New white papers from the German research group IZA document the following, all of which are obvious upon a minute's reflection:
- immigrants fill labor gaps;
- immigrants don't have access to the same jobs as natives;
- immigrants complement (rather than replace) existing capital, tech, and workers;
- labor markets adapt;
- complementarity increases productivity, which in turn increases wages.
The IZA papers are here and here.
Regarding whether immigrants cause unemployment, here's an IZA chart which shows no relationship between immigration rates and unemployment rates in developed (OECD) countries:
And here's a chart from a meta-analysis of economic studies of the effect of immigration on wages.

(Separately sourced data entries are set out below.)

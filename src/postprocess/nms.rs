// Ultralytics 🚀 AGPL-3.0 License - https://ultralytics.com/license
//
// 候选过滤与 NMS: 置信度门限 → 掩码合成 → 分数融合 → 标签选择 → 仅保留人 → 类别偏移 NMS

use ndarray::{s, Array1, Array2, Array3, ArrayView1, ArrayView2, ArrayView3, Axis};
use rayon::prelude::*;
use tracing::debug;

use super::geometry::{xywh2xyxy, Bbox};
use super::synth::MaskSynthesizer;
use super::unpack::UnpackedOutput;
use crate::config::Hyperparameters;
use crate::error::Result;

/// COCO 中 "person" 的类别索引
pub const PERSON_CLASS: usize = 0;

/// 过滤参数
#[derive(Debug, Clone, Copy, PartialEq)]
pub struct NmsConfig {
    pub conf_threshold: f32,
    pub iou_threshold: f32,
    /// 类别偏移量 (像素), 需大于任何框的宽高
    pub max_wh: f32,
    /// 每帧最多保留的检测数
    pub max_det: usize,
    pub person_class: usize,
}

impl Default for NmsConfig {
    fn default() -> Self {
        Self {
            conf_threshold: 0.1,
            iou_threshold: 0.6,
            max_wh: 4096.0,
            max_det: 300,
            person_class: PERSON_CLASS,
        }
    }
}

impl NmsConfig {
    pub fn new(conf_threshold: f32, iou_threshold: f32) -> Self {
        Self {
            conf_threshold,
            iou_threshold,
            ..Default::default()
        }
    }
}

/// 过滤后保留的检测
#[derive(Debug, Clone, Copy, PartialEq)]
pub struct Detection {
    pub bbox: Bbox,
    pub confidence: f32,
    pub class_id: usize,
}

/// 一帧的检测结果, `masks[k]` 对应 `detections[k]`
#[derive(Debug, Clone)]
pub struct FrameDetections {
    pub detections: Vec<Detection>,
    /// [n, M, M] 池化分辨率的概率掩码
    pub masks: Array3<f32>,
}

impl FrameDetections {
    pub fn len(&self) -> usize {
        self.detections.len()
    }

    pub fn is_empty(&self) -> bool {
        self.detections.is_empty()
    }

    pub fn boxes(&self) -> Vec<Bbox> {
        self.detections.iter().map(|d| d.bbox).collect()
    }
}

/// 候选框过滤器, 构造后只读, 批内各图片并行共享
#[derive(Debug, Clone, Copy)]
pub struct DetectionFilter {
    config: NmsConfig,
    synth: MaskSynthesizer,
    multi_label: bool,
}

impl DetectionFilter {
    pub fn new(config: NmsConfig, hyp: &Hyperparameters) -> Self {
        Self {
            config,
            synth: MaskSynthesizer::new(hyp),
            multi_label: hyp.multi_label(),
        }
    }

    pub fn config(&self) -> &NmsConfig {
        &self.config
    }

    pub fn mask_resolution(&self) -> usize {
        self.synth.mask_resolution()
    }

    /// 批量过滤, 每张图片独立执行, 结果顺序与批次一致
    pub fn filter_batch(&self, unpacked: &UnpackedOutput) -> Result<Vec<Option<FrameDetections>>> {
        (0..unpacked.batch())
            .into_par_iter()
            .map(|xi| self.filter_index(unpacked, xi))
            .collect()
    }

    /// 只处理批次中的第一张图片
    pub fn filter_once(&self, unpacked: &UnpackedOutput) -> Result<Option<FrameDetections>> {
        self.filter_index(unpacked, 0)
    }

    fn filter_index(&self, unpacked: &UnpackedOutput, xi: usize) -> Result<Option<FrameDetections>> {
        self.filter_frame(
            unpacked.inference.index_axis(Axis(0), xi),
            unpacked.attention.index_axis(Axis(0), xi),
            unpacked.bases.index_axis(Axis(0), xi),
        )
    }

    /// 单帧过滤
    ///
    /// - inference: [candidates, 5 + nc]
    /// - attention: [candidates, attn_len]
    /// - bases: [num_base, H/4, W/4]
    ///
    /// 没有剩余候选时返回 `None` (未找到), 这不是错误
    pub fn filter_frame(
        &self,
        inference: ArrayView2<f32>,
        attention: ArrayView2<f32>,
        bases: ArrayView3<f32>,
    ) -> Result<Option<FrameDetections>> {
        let conf_thres = self.config.conf_threshold;

        // 置信度门限
        let xc: Vec<usize> = inference
            .axis_iter(Axis(0))
            .enumerate()
            .filter(|(_, row)| row[4] > conf_thres)
            .map(|(i, _)| i)
            .collect();
        if xc.is_empty() {
            return Ok(None);
        }

        let x = inference.select(Axis(0), &xc);
        let a = attention.select(Axis(0), &xc);

        // Box (center x, center y, width, height) to (x1, y1, x2, y2)
        let boxes = xywh2xyxy(x.slice(s![.., ..4]));
        let bboxes: Vec<Bbox> = boxes
            .axis_iter(Axis(0))
            .map(|b| Bbox::new(b[0], b[1], b[2], b[3]))
            .collect();

        let masks = self.synth.synthesize(bases, &bboxes, a.view())?;

        // 分数融合: cls * obj * mask_score
        let mut cls = x.slice(s![.., 5..]).to_owned();
        for (i, mut row) in cls.axis_iter_mut(Axis(0)).enumerate() {
            let factor = x[[i, 4]] * masks.scores[i];
            row.mapv_inplace(|v| v * factor);
        }

        // (候选索引, 类别, 分数)
        let mut entries: Vec<(usize, usize, f32)> = Vec::new();
        if self.multi_label {
            for (i, row) in cls.axis_iter(Axis(0)).enumerate() {
                for (j, &score) in row.iter().enumerate() {
                    if score > conf_thres {
                        entries.push((i, j, score));
                    }
                }
            }
        } else {
            // best class only
            for (i, row) in cls.axis_iter(Axis(0)).enumerate() {
                let (j, score) = row
                    .iter()
                    .enumerate()
                    .fold((0usize, f32::NEG_INFINITY), |best, (j, &v)| {
                        if v > best.1 {
                            (j, v)
                        } else {
                            best
                        }
                    });
                if score > conf_thres {
                    entries.push((i, j, score));
                }
            }
        }

        // 仅保留人
        entries.retain(|&(_, j, _)| j == self.config.person_class);
        if entries.is_empty() {
            return Ok(None);
        }

        // Batched NMS: 按类别偏移, 不同类别互不抑制
        let mut offset_boxes = Array2::<f32>::zeros((entries.len(), 4));
        let mut scores = Array1::<f32>::zeros(entries.len());
        for (k, &(i, j, score)) in entries.iter().enumerate() {
            let c = j as f32 * self.config.max_wh;
            for d in 0..4 {
                offset_boxes[[k, d]] = boxes[[i, d]] + c;
            }
            scores[k] = score;
        }

        let mut keep =
            non_max_suppression(offset_boxes.view(), scores.view(), self.config.iou_threshold);
        keep.truncate(self.config.max_det);

        let detections: Vec<Detection> = keep
            .iter()
            .map(|&k| {
                let (i, j, score) = entries[k];
                Detection {
                    bbox: bboxes[i],
                    confidence: score,
                    class_id: j,
                }
            })
            .collect();

        let mask_index: Vec<usize> = keep.iter().map(|&k| entries[k].0).collect();
        let m = self.mask_resolution();
        let masks = masks
            .probs
            .select(Axis(0), &mask_index)
            .into_shape_with_order((keep.len(), m, m))?;

        debug!(
            "候选 {} 个, 标签 {} 个, NMS 后保留 {} 个",
            xc.len(),
            entries.len(),
            detections.len()
        );

        Ok(Some(FrameDetections { detections, masks }))
    }
}

/// 非极大值抑制
///
/// boxes: [N, 4] 角点框, 返回按分数降序排列的保留索引; 分数相同按原顺序
pub fn non_max_suppression(
    boxes: ArrayView2<f32>,
    scores: ArrayView1<f32>,
    iou_threshold: f32,
) -> Vec<usize> {
    let n = boxes.nrows();
    let bboxes: Vec<Bbox> = boxes
        .axis_iter(Axis(0))
        .map(|b| Bbox::new(b[0], b[1], b[2], b[3]))
        .collect();

    let mut order: Vec<usize> = (0..n).collect();
    order.sort_by(|&a, &b| scores[b].total_cmp(&scores[a]));

    let mut keep = Vec::new();
    let mut suppressed = vec![false; n];
    for (pos, &i) in order.iter().enumerate() {
        if suppressed[i] {
            continue;
        }
        keep.push(i);
        for &j in &order[pos + 1..] {
            if !suppressed[j] && bboxes[i].iou(&bboxes[j]) > iou_threshold {
                suppressed[j] = true;
            }
        }
    }
    keep
}

#[cfg(test)]
mod tests {
    use super::*;
    use ndarray::{array, Array3 as A3};
    use rand::Rng;

    fn small_hyp(num_classes: usize) -> Hyperparameters {
        Hyperparameters {
            mask_resolution: 4,
            attn_resolution: 1,
            num_base: 1,
            pooler_scale: 0.25,
            num_classes,
        }
    }

    /// rows: (cx, cy, w, h, obj, 各类别分数)
    fn frame(rows: &[(f32, f32, f32, f32, f32, Vec<f32>)]) -> (Array2<f32>, Array2<f32>, A3<f32>) {
        let nc = rows[0].5.len();
        let mut inference = Array2::<f32>::zeros((rows.len(), 5 + nc));
        for (i, (cx, cy, w, h, obj, cls)) in rows.iter().enumerate() {
            inference[[i, 0]] = *cx;
            inference[[i, 1]] = *cy;
            inference[[i, 2]] = *w;
            inference[[i, 3]] = *h;
            inference[[i, 4]] = *obj;
            for (j, c) in cls.iter().enumerate() {
                inference[[i, 5 + j]] = *c;
            }
        }
        let attention = Array2::<f32>::zeros((rows.len(), 1));
        // 40×40 输入对应 10×10 基函数, 常数 4 → 掩码置信度 sigmoid(4)
        let bases = A3::<f32>::from_elem((1, 10, 10), 4.0);
        (inference, attention, bases)
    }

    fn run(
        filter: &DetectionFilter,
        data: &(Array2<f32>, Array2<f32>, A3<f32>),
    ) -> Option<FrameDetections> {
        filter
            .filter_frame(data.0.view(), data.1.view(), data.2.view())
            .unwrap()
    }

    #[test]
    fn test_no_candidates() {
        let filter = DetectionFilter::new(NmsConfig::default(), &small_hyp(2));
        let data = frame(&[(20., 20., 10., 10., 0.0, vec![1.0, 0.0])]);
        assert!(run(&filter, &data).is_none());
    }

    #[test]
    fn test_overlapping_persons_keep_highest() {
        let filter = DetectionFilter::new(NmsConfig::new(0.1, 0.6), &small_hyp(2));
        // [10,10,30,30] 与 [11,10,31,30], IoU ≈ 0.905
        let data = frame(&[
            (20., 20., 20., 20., 0.8, vec![1.0, 0.0]),
            (21., 20., 20., 20., 0.9, vec![1.0, 0.0]),
        ]);
        let out = run(&filter, &data).unwrap();
        assert_eq!(out.len(), 1);
        assert_eq!(out.detections[0].bbox, Bbox::new(11., 10., 31., 30.));
        let expected = 0.9 * crate::postprocess::synth::sigmoid(4.0);
        assert!((out.detections[0].confidence - expected).abs() < 1e-4);
        assert_eq!(out.masks.dim(), (1, 4, 4));
    }

    #[test]
    fn test_threshold_at_one_never_found() {
        let filter = DetectionFilter::new(NmsConfig::new(1.0, 0.6), &small_hyp(2));
        let data = frame(&[(20., 20., 20., 20., 1.0, vec![1.0, 1.0])]);
        assert!(run(&filter, &data).is_none());
    }

    #[test]
    fn test_non_person_discarded() {
        let filter = DetectionFilter::new(NmsConfig::default(), &small_hyp(2));
        let data = frame(&[(20., 20., 20., 20., 0.9, vec![0.05, 0.9])]);
        assert!(run(&filter, &data).is_none());
    }

    #[test]
    fn test_multi_label_keeps_person_label() {
        let filter = DetectionFilter::new(NmsConfig::default(), &small_hyp(2));
        let data = frame(&[(20., 20., 20., 20., 0.9, vec![0.5, 0.6])]);
        let out = run(&filter, &data).unwrap();
        assert_eq!(out.len(), 1);
        assert_eq!(out.detections[0].class_id, PERSON_CLASS);
    }

    #[test]
    fn test_single_label_uses_best_class() {
        let filter = DetectionFilter::new(NmsConfig::default(), &small_hyp(1));
        let data = frame(&[(20., 20., 20., 20., 0.9, vec![0.7])]);
        let out = run(&filter, &data).unwrap();
        assert_eq!(out.len(), 1);
        let expected = 0.63 * crate::postprocess::synth::sigmoid(4.0);
        assert!((out.detections[0].confidence - expected).abs() < 1e-4);
    }

    #[test]
    fn test_max_det_cap() {
        let config = NmsConfig {
            max_det: 3,
            ..Default::default()
        };
        let filter = DetectionFilter::new(config, &small_hyp(2));
        let rows: Vec<_> = (0..5)
            .map(|i| (4. + 8. * i as f32, 20., 6., 6., 0.5 + 0.1 * i as f32, vec![1.0, 0.0]))
            .collect();
        let out = run(&filter, &frame(&rows)).unwrap();
        assert_eq!(out.len(), 3);
        let scores: Vec<f32> = out.detections.iter().map(|d| d.confidence).collect();
        assert!(scores.windows(2).all(|w| w[0] >= w[1]));
        assert_eq!(out.detections[0].bbox.cxcy(), (36., 20.));
    }

    #[test]
    fn test_nms_class_offset_separates_classes() {
        let boxes = array![[0.0f32, 0.0, 10.0, 10.0], [4096.0, 4096.0, 4106.0, 4106.0]];
        let scores = array![0.9f32, 0.8];
        assert_eq!(non_max_suppression(boxes.view(), scores.view(), 0.5), vec![0, 1]);
    }

    #[test]
    fn test_nms_ties_keep_first() {
        let boxes = array![[0.0f32, 0.0, 10.0, 10.0], [0.0, 0.0, 10.0, 10.0]];
        let scores = array![0.5f32, 0.5];
        assert_eq!(non_max_suppression(boxes.view(), scores.view(), 0.5), vec![0]);
    }

    #[test]
    fn test_nms_nan_scores() {
        let boxes = array![
            [0.0f32, 0.0, 10.0, 10.0],
            [20.0, 0.0, 30.0, 10.0],
            [40.0, 0.0, 50.0, 10.0],
            [0.0, 0.0, 10.0, 10.0],
        ];
        let scores = array![0.3f32, f32::NAN, 0.9, -f32::NAN];
        let keep = non_max_suppression(boxes.view(), scores.view(), 0.5);
        // 正 NaN 排最前, 负 NaN 排最后并被第 0 个框抑制
        assert_eq!(keep, vec![1, 2, 0]);
    }

    #[test]
    fn test_nms_survivors_below_threshold() {
        let mut rng = rand::thread_rng();
        let n = 64;
        let mut boxes = Array2::<f32>::zeros((n, 4));
        let mut scores = Array1::<f32>::zeros(n);
        for i in 0..n {
            let x: f32 = rng.gen_range(0.0..100.0);
            let y: f32 = rng.gen_range(0.0..100.0);
            let w: f32 = rng.gen_range(5.0..40.0);
            let h: f32 = rng.gen_range(5.0..40.0);
            boxes.row_mut(i).assign(&array![x, y, x + w, y + h]);
            scores[i] = rng.gen_range(0.0..1.0);
        }
        let iou = 0.45;
        let keep = non_max_suppression(boxes.view(), scores.view(), iou);
        for (a, &i) in keep.iter().enumerate() {
            for &j in &keep[a + 1..] {
                let bi = Bbox::new(boxes[[i, 0]], boxes[[i, 1]], boxes[[i, 2]], boxes[[i, 3]]);
                let bj = Bbox::new(boxes[[j, 0]], boxes[[j, 1]], boxes[[j, 2]], boxes[[j, 3]]);
                assert!(bi.iou(&bj) <= iou);
            }
        }
    }
}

The vast majority report that the direct effect is near zero, meaning that immigrants do not depress native incomes by creating a vast army of the unemployed.
I don't expect this latest foray into empirical reality to change most people's minds on immigration.
As Wash Post's Lydia DePillis writes, "Despite manifold evidence to the contrary, the trope that immigrants steal Americans' jobs and depress their wages comes up again and again when Congress toys with passing immigration reform."
Yet the simple reality is something like this: Immigrants, who are barred from receiving most forms of welfare in America, come here for economic opportunity, not to lounge around. They go to areas with lots of jobs and they stop coming when work dries up in America (that explains fluctuations in illegals crossing the border with Mexico). They either do jobs that Americans won't do (such as migrant farm work), jobs that free up native workers to do higher-value jobs (immigrants take care of your kids or cut your grass so you have more time to do jobs that required English, local knowledge, and pay better), or high-skilled jobs for which there's a shortage of native workers (H1-B visas). Doubtless there are some local disruptions from time to time, but all of this helps the larger economy become bigger.
I might also add that except in very rare instances, governments do about as good a job at securing borders at home as they do in keeping drugs out of jails and schools or nation-building abroad. Sure, North Korea can do a decent job of keeping its half-starved "citizens" from escaping but the only reason the Hermit Kingdom isn't overrun with illegal immigrants is because nobody wants to move there. As Lant Pritchett, formerly of the World Bank and now at Harvard, will tell you, people move to where the action is whether border bluenoses technically allow it or not. And if you think immigration is a problem, just wait until the world's wretched refuse stops beating a path to your country. Those of you living in parts of the country without a lot of immigration (whether by "Americans" or foreigners) know exactly what I'm talking about.
But the immigration debate is ultimately more about optics and emotions than reality.
That's why so many restrictionists focus on things such as cultural assimilation (never mind that today's mostly Spanish-speaking newcomers learn English at the same rate as yesteryear's Italians, Poles, and Jews); the unbearable burden of having to specify what language you want at an ATM; and the outrage that Irish Americans held the world's first-St. Patrick's Day parade in colonial New York as a way to piss off "real" Americans (by which I mean English-descended overlords) Mexicans celebrate Cinco De Mayo and drink beer like a bunch of American college students on Spring Break.
Or restrictionists fixate on the willingness of cantalope-calved "criminals" to cross a fucking desert in order to send money back home to a Fourth World village somewhere while also committing violent and property crime at lower rates than native-born Americans. Or they enlist SCIENCE in the cause of closing borders: Don't you know that evolution means we are designed by nature to hate Mexicans who don't look anything like us second-generation Italians, third-generation Jews, and seventh-generation Tennesseans?
I understand that point of view and I can appreciate the anxiety of people who displace their worries about their lives on people who don't look, talk, or smell like them.
But that sort of atavism and emotionalism is simply no basis for public policy or living an examined life. If it is allowed to guide immigration policy, it will lead to an America that is not just poorer in material terms but absolutely beggared in spirit.